Let’s take a modern example: When the American Family Association refuses to accept mail with a Harvey Milk stamp on it, for example, an organization is merely “taking a stand” in order to make a statement. It does nobody any good. Your “stand” only tells people you are stubborn about a point of view that needs explaining within the context of a religion most of the world doesn’t understand—maybe not even you.
Now let’s suppose you are a baker of some sort and someone wants you to bake them a cake with a certain message on it you disagree with. Now if that person was gay, and you didn’t believe in being gay, and you didn’t want to make them a good ol’ fashion birthday cake—that would be rude. But if they want you to bake a cake celebrating a value you do not hold, and you decline to design the cake for them, that can be posturing appropriately for what you believe. But how you decline and the message you give that person when you decline—that can make a difference. Are you kind? Do you tell them to just up and scram? Do you cite scripture for them about why they’re wrong, without even so much as asking them if they believe anything about religion that you do? Posturing. It makes a difference.

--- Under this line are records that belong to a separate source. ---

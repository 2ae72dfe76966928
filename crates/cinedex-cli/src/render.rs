//! Tab-separated output of TMDB responses as `tracing::info!` lines.

use std::fmt::Display;
use std::path::Path;

use serde_json::Value;

use cinedex_api::tmdb::{
    ApiConfiguration, CollectionDetails, CollectionSummary, CompanyDetails, CompanySummary,
    Episode, FindResponse, GenreList, GuestSession, Keyword, MediaResult, MovieDetails,
    MovieSummary, Paginated, PersonDetails, PersonSummary, SeasonDetails, StatusResponse,
    TvDetails, TvSummary,
};

use crate::config::TmdbConfig;

/// Placeholder for missing values.
const NONE: &str = "-";

fn opt<T: Display>(value: Option<T>) -> String {
    value.map_or_else(|| String::from(NONE), |v| v.to_string())
}

fn joined<T: Display>(values: &[T]) -> String {
    if values.is_empty() {
        return String::from(NONE);
    }
    values
        .iter()
        .map(ToString::to_string)
        .collect::<Vec<_>>()
        .join(",")
}

/// Logs a header, one line per result and a page footer.
fn render_page<T>(page: &Paginated<T>, header: &str, row: impl Fn(&T) -> String) {
    tracing::info!("{}", header);
    for item in &page.results {
        tracing::info!("{}", row(item));
    }
    tracing::info!(
        "Page {}/{} ({} results)",
        page.page,
        page.total_pages,
        page.total_results
    );
}

fn movie_row(m: &MovieSummary) -> String {
    format!(
        "{}\t{}\t{}\t{}\t{:.1}",
        m.id,
        m.title,
        m.original_language,
        opt(m.release_date.as_deref()),
        m.vote_average
    )
}

fn tv_row(t: &TvSummary) -> String {
    format!(
        "{}\t{}\t{}\t{}\t{}",
        t.id,
        t.name,
        t.original_language,
        joined(&t.origin_country),
        opt(t.first_air_date.as_deref()),
    )
}

fn person_row(p: &PersonSummary) -> String {
    let known_for: Vec<&str> = p.known_for.iter().filter_map(MediaResult::title).collect();
    format!(
        "{}\t{}\t{}\t{}",
        p.id,
        p.name,
        opt(p.known_for_department.as_deref()),
        joined(&known_for),
    )
}

/// Renders a page of movies.
pub fn render_movies(page: &Paginated<MovieSummary>) {
    render_page(page, "ID\tTitle\tOrigLang\tReleaseDate\tVote", movie_row);
}

/// Renders a page of TV series.
pub fn render_tv_shows(page: &Paginated<TvSummary>) {
    render_page(page, "ID\tName\tOrigLang\tCountry\tFirstAirDate", tv_row);
}

/// Renders a page of people.
pub fn render_people(page: &Paginated<PersonSummary>) {
    render_page(page, "ID\tName\tDepartment\tKnownFor", person_row);
}

/// Renders a page of mixed movie / TV / person results.
pub fn render_media(page: &Paginated<MediaResult>) {
    render_page(page, "Type\tID\tTitle", |r| {
        format!("{}\t{}\t{}", r.media_type(), opt(r.id()), opt(r.title()))
    });
}

/// Renders a page of collections.
pub fn render_collections(page: &Paginated<CollectionSummary>) {
    render_page(page, "ID\tName", |c| format!("{}\t{}", c.id, c.name));
}

/// Renders a page of companies.
pub fn render_companies(page: &Paginated<CompanySummary>) {
    render_page(page, "ID\tName\tCountry", |c| {
        format!("{}\t{}\t{}", c.id, c.name, opt(c.origin_country.as_deref()))
    });
}

/// Renders a page of keywords.
pub fn render_keywords(page: &Paginated<Keyword>) {
    render_page(page, "ID\tName", |k| format!("{}\t{}", k.id, k.name));
}

/// Renders `find` results grouped by kind.
pub fn render_find(response: &FindResponse) {
    for m in &response.movie_results {
        tracing::info!("movie\t{}", movie_row(m));
    }
    for t in &response.tv_results {
        tracing::info!("tv\t{}", tv_row(t));
    }
    for p in &response.person_results {
        tracing::info!("person\t{}", person_row(p));
    }
    for s in &response.tv_season_results {
        tracing::info!(
            "tv_season\t{}\tshow={}\tS{:02}\t{}",
            s.id,
            opt(s.show_id),
            s.season_number,
            s.name
        );
    }
    for e in &response.tv_episode_results {
        tracing::info!(
            "tv_episode\t{}\tshow={}\tS{:02}E{:02}\t{}",
            e.id,
            opt(e.show_id),
            e.season_number,
            e.episode_number,
            e.name
        );
    }
    tracing::info!("Total: {} results", response.len());
}

/// Renders movie details.
pub fn render_movie_details(d: &MovieDetails) {
    tracing::info!("ID:\t\t{}", d.id);
    tracing::info!("Title:\t\t{}", d.title);
    tracing::info!("Original:\t{} ({})", d.original_title, d.original_language);
    tracing::info!("Released:\t{}", opt(d.release_date.as_deref()));
    tracing::info!("Runtime:\t{}", opt(d.runtime.map(|r| format!("{r} min"))));
    let genres: Vec<&str> = d.genres.iter().map(|g| g.name.as_str()).collect();
    tracing::info!("Genres:\t\t{}", joined(&genres));
    tracing::info!("IMDb:\t\t{}", opt(d.imdb_id.as_deref()));
    if let Some(ref collection) = d.belongs_to_collection {
        tracing::info!("Collection:\t{} ({})", collection.name, collection.id);
    }
    tracing::info!("Vote:\t\t{:.1} ({} votes)", d.vote_average, d.vote_count);
    if let Some(ref credits) = d.credits {
        let cast: Vec<&str> = credits.cast.iter().take(5).map(|c| c.name.as_str()).collect();
        tracing::info!("Cast:\t\t{}", joined(&cast));
    }
    if !d.appended.is_empty() {
        let keys: Vec<&str> = d.appended.keys().map(String::as_str).collect();
        tracing::info!("Appended:\t{}", keys.join(","));
    }
}

/// Renders TV series details including the season list.
pub fn render_tv_details(d: &TvDetails) {
    tracing::info!("ID:\t\t{}", d.id);
    tracing::info!("Name:\t\t{}", d.name);
    tracing::info!("Original:\t{} ({})", d.original_name, d.original_language);
    tracing::info!("Status:\t\t{}", opt(d.status.as_deref()));
    tracing::info!(
        "Seasons:\t{} ({} episodes)",
        d.number_of_seasons,
        d.number_of_episodes
    );
    tracing::info!("Season\tEpisodes\tAirDate\t\tName");
    for s in &d.seasons {
        tracing::info!(
            "{}\t{}\t\t{}\t{}",
            s.season_number,
            s.episode_count,
            opt(s.air_date.as_deref()),
            s.name
        );
    }
}

/// Renders a season and its episodes.
pub fn render_season(d: &SeasonDetails) {
    tracing::info!(
        "Season {}: {}",
        d.season_number,
        d.name.as_deref().unwrap_or(NONE)
    );
    tracing::info!("Ep\tAirDate\t\tRuntime\tName");
    for e in &d.episodes {
        tracing::info!(
            "{}\t{}\t{}\t{}",
            e.episode_number,
            opt(e.air_date.as_deref()),
            opt(e.runtime),
            e.name
        );
    }
    tracing::info!("Total: {} episodes", d.episodes.len());
}

/// Renders a single episode.
pub fn render_episode(e: &Episode) {
    tracing::info!("S{:02}E{:02}\t{}", e.season_number, e.episode_number, e.name);
    tracing::info!("Aired:\t\t{}", opt(e.air_date.as_deref()));
    tracing::info!("Runtime:\t{}", opt(e.runtime));
    tracing::info!("Guest stars:\t{}", e.guest_stars.len());
}

/// Renders person details.
pub fn render_person(d: &PersonDetails) {
    tracing::info!("ID:\t\t{}", d.id);
    tracing::info!("Name:\t\t{}", d.name);
    tracing::info!("Department:\t{}", opt(d.known_for_department.as_deref()));
    tracing::info!("Born:\t\t{}", opt(d.birthday.as_deref()));
    if let Some(ref deathday) = d.deathday {
        tracing::info!("Died:\t\t{}", deathday);
    }
    tracing::info!("Birthplace:\t{}", opt(d.place_of_birth.as_deref()));
}

/// Renders a collection and its parts.
pub fn render_collection_details(d: &CollectionDetails) {
    tracing::info!("{} ({})", d.name, d.id);
    tracing::info!("ID\tTitle\tOrigLang\tReleaseDate\tVote");
    for m in &d.parts {
        tracing::info!("{}", movie_row(m));
    }
}

/// Renders company details.
pub fn render_company(d: &CompanyDetails) {
    tracing::info!("{} ({})", d.name, d.id);
    tracing::info!("Country:\t{}", opt(d.origin_country.as_deref()));
    tracing::info!("HQ:\t\t{}", opt(d.headquarters.as_deref()));
    if let Some(ref parent) = d.parent_company {
        tracing::info!("Parent:\t\t{} ({})", parent.name, parent.id);
    }
}

/// Renders a genre list.
pub fn render_genres(list: &GenreList) {
    tracing::info!("ID\tName");
    for g in &list.genres {
        tracing::info!("{}\t{}", g.id, g.name);
    }
}

/// Renders the image CDN configuration.
pub fn render_configuration(config: &ApiConfiguration) {
    let images = &config.images;
    tracing::info!("Image base:\t{}", images.secure_base_url);
    tracing::info!("Poster sizes:\t{}", joined(&images.poster_sizes));
    tracing::info!("Backdrop sizes:\t{}", joined(&images.backdrop_sizes));
    tracing::info!("Profile sizes:\t{}", joined(&images.profile_sizes));
    tracing::info!("Still sizes:\t{}", joined(&images.still_sizes));
    tracing::info!("Logo sizes:\t{}", joined(&images.logo_sizes));
}

/// Renders a new guest session.
pub fn render_guest_session(session: &GuestSession) {
    tracing::info!("Guest session:\t{}", session.guest_session_id);
    tracing::info!("Expires:\t{}", opt(session.expires_at.as_deref()));
}

/// Renders a write endpoint status.
pub fn render_status(status: &StatusResponse) {
    tracing::info!(
        "Status {}: {}",
        opt(status.status_code),
        status.status_message.as_deref().unwrap_or(NONE)
    );
}

/// Renders a raw JSON response, pretty-printed.
pub fn render_json(value: &Value) {
    let text = serde_json::to_string_pretty(value).unwrap_or_else(|_| value.to_string());
    for line in text.lines() {
        tracing::info!("{}", line);
    }
}

/// Renders the config file values.
pub fn render_config(path: &Path, config: &TmdbConfig) {
    tracing::info!("# {}", path.display());
    tracing::info!("base_url = {}", opt(config.base_url.as_deref()));
    tracing::info!("language = {}", opt(config.language.as_deref()));
    tracing::info!("region = {}", opt(config.region.as_deref()));
    tracing::info!("include_adult = {}", opt(config.include_adult));
    tracing::info!("timeout_secs = {}", opt(config.timeout_secs));
}

#[cfg(test)]
mod tests {
    #![allow(clippy::unwrap_used)]

    use std::path::PathBuf;

    use serde_json::json;
    use tracing::subscriber::with_default;
    use tracing_mock::{expect, subscriber};

    use super::*;

    fn page_of<T: serde::de::DeserializeOwned>(results: Value) -> Paginated<T> {
        serde_json::from_value(json!({
            "page": 1,
            "results": results,
            "total_pages": 1,
            "total_results": 1
        }))
        .unwrap()
    }

    #[test]
    fn test_render_movies() {
        // Arrange
        let page: Paginated<MovieSummary> = page_of(json!([{
            "id": 916_224, "title": "Suzume", "original_language": "ja",
            "release_date": "2022-11-11", "vote_average": 7.9
        }]));
        let (subscriber, handle) = subscriber::mock()
            .event(expect::event().with_fields(expect::msg("ID\tTitle\tOrigLang\tReleaseDate\tVote")))
            .event(expect::event().with_fields(expect::msg("916224\tSuzume\tja\t2022-11-11\t7.9")))
            .event(expect::event().with_fields(expect::msg("Page 1/1 (1 results)")))
            .only()
            .run_with_handle();

        // Act
        with_default(subscriber, || render_movies(&page));

        // Assert
        handle.assert_finished();
    }

    #[test]
    fn test_render_tv_shows_with_missing_date() {
        // Arrange
        let page: Paginated<TvSummary> = page_of(json!([{
            "id": 120_089, "name": "SPY×FAMILY", "original_language": "ja",
            "origin_country": ["JP"]
        }]));
        let (subscriber, handle) = subscriber::mock()
            .event(expect::event())
            .event(expect::event().with_fields(expect::msg("120089\tSPY×FAMILY\tja\tJP\t-")))
            .event(expect::event())
            .only()
            .run_with_handle();

        // Act
        with_default(subscriber, || render_tv_shows(&page));

        // Assert
        handle.assert_finished();
    }

    #[test]
    fn test_render_media_marks_unknown_type() {
        // Arrange
        let page: Paginated<MediaResult> = page_of(json!([
            {"media_type": "collection", "id": 10, "name": "Star Wars Collection"}
        ]));
        let (subscriber, handle) = subscriber::mock()
            .event(expect::event())
            .event(expect::event().with_fields(expect::msg("other\t-\t-")))
            .event(expect::event())
            .only()
            .run_with_handle();

        // Act
        with_default(subscriber, || render_media(&page));

        // Assert
        handle.assert_finished();
    }

    #[test]
    fn test_render_find_episode() {
        // Arrange
        let response: FindResponse = serde_json::from_value(json!({
            "tv_episode_results": [{
                "id": 62085, "name": "Pilot", "episode_number": 1,
                "season_number": 1, "show_id": 1396
            }]
        }))
        .unwrap();
        let (subscriber, handle) = subscriber::mock()
            .event(expect::event().with_fields(expect::msg("tv_episode\t62085\tshow=1396\tS01E01\tPilot")))
            .event(expect::event().with_fields(expect::msg("Total: 1 results")))
            .only()
            .run_with_handle();

        // Act
        with_default(subscriber, || render_find(&response));

        // Assert
        handle.assert_finished();
    }

    #[test]
    fn test_render_status() {
        // Arrange
        let status = StatusResponse {
            success: Some(true),
            status_code: Some(1),
            status_message: Some(String::from("Success.")),
        };
        let (subscriber, handle) = subscriber::mock()
            .event(expect::event().with_fields(expect::msg("Status 1: Success.")))
            .only()
            .run_with_handle();

        // Act
        with_default(subscriber, || render_status(&status));

        // Assert
        handle.assert_finished();
    }

    #[test]
    fn test_render_config_shows_unset_values() {
        // Arrange
        let config = TmdbConfig {
            language: Some(String::from("ja-JP")),
            ..TmdbConfig::default()
        };
        let path = PathBuf::from("/tmp/cinedex/config.toml");
        let (subscriber, handle) = subscriber::mock()
            .event(expect::event().with_fields(expect::msg("# /tmp/cinedex/config.toml")))
            .event(expect::event().with_fields(expect::msg("base_url = -")))
            .event(expect::event().with_fields(expect::msg("language = ja-JP")))
            .event(expect::event().with_fields(expect::msg("region = -")))
            .event(expect::event().with_fields(expect::msg("include_adult = -")))
            .event(expect::event().with_fields(expect::msg("timeout_secs = -")))
            .only()
            .run_with_handle();

        // Act
        with_default(subscriber, || render_config(&path, &config));

        // Assert
        handle.assert_finished();
    }

    #[test]
    fn test_render_json_pretty() {
        // Arrange
        let value = json!({"id": 1});
        let (subscriber, handle) = subscriber::mock()
            .event(expect::event().with_fields(expect::msg("{")))
            .event(expect::event().with_fields(expect::msg("  \"id\": 1")))
            .event(expect::event().with_fields(expect::msg("}")))
            .only()
            .run_with_handle();

        // Act
        with_default(subscriber, || render_json(&value));

        // Assert
        handle.assert_finished();
    }
}
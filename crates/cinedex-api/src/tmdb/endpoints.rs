//! `LocalTmdbApi` implementation for `TmdbClient`.

use anyhow::{Result, bail};
use reqwest::Method;
use serde_json::json;
use tracing::instrument;

use super::api::LocalTmdbApi;
use super::client::TmdbClient;
use super::params::{
    DetailsParams, DiscoverParams, FindParams, GenreKind, LANGUAGE, ListParams, MovieList,
    RatingSession, RequestParams, SearchMovieParams, SearchParams, SearchTvParams, TimeWindow,
    TrendingMediaType, TvList,
};
use super::types::{
    ApiConfiguration, CollectionDetails, CollectionSummary, CompanyDetails, CompanySummary,
    Episode, FindResponse, GenreList, GuestSession, Keyword, MediaResult, MovieDetails,
    MovieSummary, Paginated, PersonDetails, PersonSummary, SeasonDetails, StatusResponse,
    TvDetails, TvSummary,
};

/// Lowest accepted rating.
const MIN_RATING: f64 = 0.5;
/// Highest accepted rating.
const MAX_RATING: f64 = 10.0;

impl TmdbClient {
    async fn get_path<T: serde::de::DeserializeOwned>(
        &self,
        segments: &[&str],
        params: RequestParams,
    ) -> Result<T> {
        self.request(Method::GET, segments, params, None).await
    }

    /// Posts `{"value": v}` to a `rating` endpoint.
    ///
    /// TMDB accepts half-point steps only.
    async fn post_rating(
        &self,
        media: &str,
        id: u64,
        value: f64,
        session: &RatingSession,
    ) -> Result<StatusResponse> {
        if !(MIN_RATING..=MAX_RATING).contains(&value) {
            bail!("rating must be between {MIN_RATING} and {MAX_RATING}, got {value}");
        }
        if (value * 2.0).fract().abs() > f64::EPSILON {
            bail!("rating must be a multiple of 0.5, got {value}");
        }
        let id = id.to_string();
        let body = json!({ "value": value });
        self.request(
            Method::POST,
            &[media, &id, "rating"],
            RequestParams::from(session),
            Some(&body),
        )
        .await
    }
}
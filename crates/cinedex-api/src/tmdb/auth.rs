//! TMDB credentials and secret redaction.

use std::fmt;

use url::Url;

/// Query parameter used for v3 API key authentication.
pub(crate) const API_KEY_PARAM: &str = "api_key";

/// Placeholder written in place of secrets.
const REDACTED: &str = "***";

/// Credentials used to authenticate against TMDB.
///
/// An API key is sent as the `api_key` query parameter. A bearer token
/// (the v4 "API read access token") is sent in the `Authorization` header.
#[derive(Clone, PartialEq, Eq)]
pub enum Credentials {
    /// v3 API key, sent as a query parameter.
    ApiKey(String),
    /// v4 read access token, sent as `Authorization: Bearer <token>`.
    BearerToken(String),
}

impl Credentials {
    /// Returns the raw secret.
    pub(crate) fn secret(&self) -> &str {
        match self {
            Self::ApiKey(s) | Self::BearerToken(s) => s,
        }
    }

    /// Short name of the authentication scheme.
    #[must_use]
    pub const fn scheme(&self) -> &'static str {
        match self {
            Self::ApiKey(_) => "api_key",
            Self::BearerToken(_) => "bearer",
        }
    }
}

impl fmt::Debug for Credentials {
    fn fmt(&self, f: &mut fmt::Formatter<'_>) -> fmt::Result {
        match self {
            Self::ApiKey(_) => f.debug_tuple("ApiKey").field(&REDACTED).finish(),
            Self::BearerToken(_) => f.debug_tuple("BearerToken").field(&REDACTED).finish(),
        }
    }
}

/// Renders a URL for logging with the `api_key` value masked.
pub(crate) fn redact_url(url: &Url) -> String {
    if !url.query_pairs().any(|(k, _)| k == API_KEY_PARAM) {
        return url.to_string();
    }

    let mut redacted = url.clone();
    let pairs: Vec<(String, String)> = url
        .query_pairs()
        .map(|(k, v)| {
            let value = if k == API_KEY_PARAM {
                String::from(REDACTED)
            } else {
                v.into_owned()
            };
            (k.into_owned(), value)
        })
        .collect();
    redacted.query_pairs_mut().clear().extend_pairs(pairs);
    redacted.to_string()
}

#[cfg(test)]
mod tests {
    #![allow(clippy::unwrap_used)]

    use super::*;

    #[test]
    fn test_debug_hides_api_key() {
        // Arrange
        let creds = Credentials::ApiKey(String::from("super-secret"));

        // Act
        let rendered = format!("{creds:?}");

        // Assert
        assert_eq!(rendered, r#"ApiKey("***")"#);
        assert!(!rendered.contains("super-secret"));
    }

    #[test]
    fn test_debug_hides_bearer_token() {
        // Arrange
        let creds = Credentials::BearerToken(String::from("eyJhbGciOi"));

        // Act
        let rendered = format!("{creds:?}");

        // Assert
        assert!(rendered.starts_with("BearerToken"));
        assert!(!rendered.contains("eyJhbGciOi"));
    }

    #[test]
    fn test_scheme_names() {
        assert_eq!(Credentials::ApiKey(String::from("k")).scheme(), "api_key");
        assert_eq!(
            Credentials::BearerToken(String::from("t")).scheme(),
            "bearer"
        );
    }

    #[test]
    fn test_redact_url_masks_api_key() {
        // Arrange
        let url = Url::parse(
            "https://api.themoviedb.org/3/movie/550?api_key=abc123&language=en-US",
        )
        .unwrap();

        // Act
        let rendered = redact_url(&url);

        // Assert
        assert!(!rendered.contains("abc123"));
        assert!(rendered.contains("api_key=***") || rendered.contains("api_key=%2A%2A%2A"));
        assert!(rendered.contains("language=en-US"));
    }

    #[test]
    fn test_redact_url_without_api_key_is_unchanged() {
        // Arrange
        let url = Url::parse("https://api.themoviedb.org/3/movie/550?language=en-US").unwrap();

        // Act
        let rendered = redact_url(&url);

        // Assert
        assert_eq!(rendered, url.to_string());
    }
}
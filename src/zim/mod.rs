//! Native ZIM container support.
//!
//! [`write`] produces a format-valid ZIM file (header, MIME list,
//! URL-sorted directory entries, pointer lists, zstd-compressed clusters,
//! trailing MD5 checksum). [`read`] is the matching reader, used by the
//! integration tests to verify builds round-trip and available to any
//! consumer that wants to inspect an emitted file.

pub mod read;
pub mod write;

/// File magic, little-endian ("ZIM\x04").
pub const MAGIC: u32 = 0x044D_495A;

pub const MAJOR_VERSION: u16 = 6;
pub const MINOR_VERSION: u16 = 1;

/// Namespace for content entries (new namespace scheme).
pub const NS_CONTENT: u8 = b'C';
/// Namespace for ZIM metadata entries.
pub const NS_METADATA: u8 = b'M';

/// Cluster info byte: uncompressed, 4-byte offsets.
pub const CLUSTER_UNCOMPRESSED: u8 = 0x01;
/// Cluster info byte: zstd, 4-byte offsets.
pub const CLUSTER_ZSTD: u8 = 0x05;

/// Sentinel for "no page" in the header.
pub const NO_PAGE: u32 = 0xFFFF_FFFF;

/// MIME value marking a redirect directory entry.
pub const REDIRECT_MIME: u16 = 0xFFFF;

pub use read::ZimArchive;
pub use write::{ZimMetadata, ZimWriter, ZimWriterReport};
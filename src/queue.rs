//! Rendered artifacts and the bounded queue between render workers and the
//! ZIM writer thread.
//!
//! The queue is the build's backpressure point: when the writer cannot
//! keep up, `push` blocks the producing worker instead of buffering
//! unboundedly. Capacity is a small multiple of the worker count.

use std::sync::mpsc::{sync_channel, Receiver, SyncSender};

use serde::Serialize;

use crate::error::{BuildError, BuildResult};

/// Fixed MIME registry of everything the build ever emits.
#[derive(Debug, Clone, Copy, PartialEq, Eq, Hash)]
pub enum Mime {
    Html,
    Css,
    Js,
    Json,
    Png,
    Ico,
}

impl Mime {
    pub fn as_str(&self) -> &'static str {
        match self {
            Mime::Html => "text/html",
            Mime::Css => "text/css",
            Mime::Js => "application/javascript",
            Mime::Json => "application/json",
            Mime::Png => "image/png",
            Mime::Ico => "image/x-icon",
        }
    }
}

#[derive(Debug, Clone, PartialEq, Eq)]
pub enum Payload {
    Content(Vec<u8>),
    Redirect { target: String },
}

/// One output record destined for the ZIM.
#[derive(Debug, Clone, PartialEq, Eq)]
pub struct Artifact {
    pub path: String,
    pub title: String,
    pub mime: Mime,
    pub payload: Payload,
    /// Front articles are offered by reader UIs for random access/suggest.
    pub is_front: bool,
    /// Safe to share a blob with byte-identical content (stylesheets,
    /// scripts). Page bodies keep distinct blobs even when equal.
    pub dedup: bool,
}

impl Artifact {
    pub fn html(path: impl Into<String>, title: impl Into<String>, content: String, is_front: bool) -> Self {
        Artifact {
            path: path.into(),
            title: title.into(),
            mime: Mime::Html,
            payload: Payload::Content(content.into_bytes()),
            is_front,
            dedup: false,
        }
    }

    pub fn json<T: Serialize>(
        path: impl Into<String>,
        title: impl Into<String>,
        value: &T,
    ) -> BuildResult<Self> {
        let path = path.into();
        let bytes = serde_json::to_vec(value).map_err(|err| BuildError::Render {
            path: path.clone(),
            reason: err.to_string(),
        })?;
        Ok(Artifact {
            path,
            title: title.into(),
            mime: Mime::Json,
            payload: Payload::Content(bytes),
            is_front: false,
            dedup: false,
        })
    }

    pub fn redirect(
        path: impl Into<String>,
        title: impl Into<String>,
        target: impl Into<String>,
        is_front: bool,
    ) -> Self {
        Artifact {
            path: path.into(),
            title: title.into(),
            mime: Mime::Html,
            payload: Payload::Redirect {
                target: target.into(),
            },
            is_front,
            dedup: false,
        }
    }

    pub fn script(path: impl Into<String>, title: impl Into<String>, content: &str) -> Self {
        Artifact {
            path: path.into(),
            title: title.into(),
            mime: Mime::Js,
            payload: Payload::Content(content.as_bytes().to_vec()),
            is_front: false,
            dedup: true,
        }
    }

    pub fn stylesheet(path: impl Into<String>, title: impl Into<String>, content: &str) -> Self {
        Artifact {
            path: path.into(),
            title: title.into(),
            mime: Mime::Css,
            payload: Payload::Content(content.as_bytes().to_vec()),
            is_front: false,
            dedup: true,
        }
    }

    pub fn png(path: impl Into<String>, title: impl Into<String>, bytes: &[u8]) -> Self {
        Artifact {
            path: path.into(),
            title: title.into(),
            mime: Mime::Png,
            payload: Payload::Content(bytes.to_vec()),
            is_front: false,
            dedup: true,
        }
    }

    pub fn content_len(&self) -> usize {
        match &self.payload {
            Payload::Content(bytes) => bytes.len(),
            Payload::Redirect { .. } => 0,
        }
    }
}

/// Producer half of the artifact queue, cloned into every render worker.
#[derive(Clone)]
pub struct ArtifactSender {
    tx: SyncSender<Artifact>,
}

impl ArtifactSender {
    /// Blocking push. Fails only when the writer has gone away, which
    /// means the build is already aborting.
    pub fn push(&self, artifact: Artifact) -> BuildResult<()> {
        self.tx
            .send(artifact)
            .map_err(|_| BuildError::Write("artifact queue closed".to_string()))
    }
}

/// Create the bounded artifact channel for `workers` render workers.
pub fn artifact_queue(workers: usize) -> (ArtifactSender, Receiver<Artifact>) {
    let capacity = crate::config::ARTIFACTS_PER_WORKER * workers.max(1);
    let (tx, rx) = sync_channel(capacity);
    (ArtifactSender { tx }, rx)
}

As Jonathan Martin has said, we should “not treat any persons as political issues, but would rather adopt a simple, gospel-shaped posture.”
Want to “take a stand” for something? Or even against something? Are you outraged? Zealous? Passionate? Maybe it is a time to “take a stand.” But ask yourself what for:
If it’s merely to pat yourself on the back, it’s not worth it.
If it’s merely going to be rash and reckless, it’s not worth it.
If it’s merely to let people know you are just one more of the people with your belief, it’s not worth it.
If it’s merely to competitively show your enemies you want a fight, it’s not worth it.
If it’s merely to appease a God who you believe is rewarding you with righteousness based on your public gestures alone,
it’s not worth it.
If it’s merely about protecting a privilege, it’s not worth it.
And if it’s done to make yourself look righteous, it’s definitely not worth it.
God never commanded us to posture from our ego. Take a knee. Let God do the standing.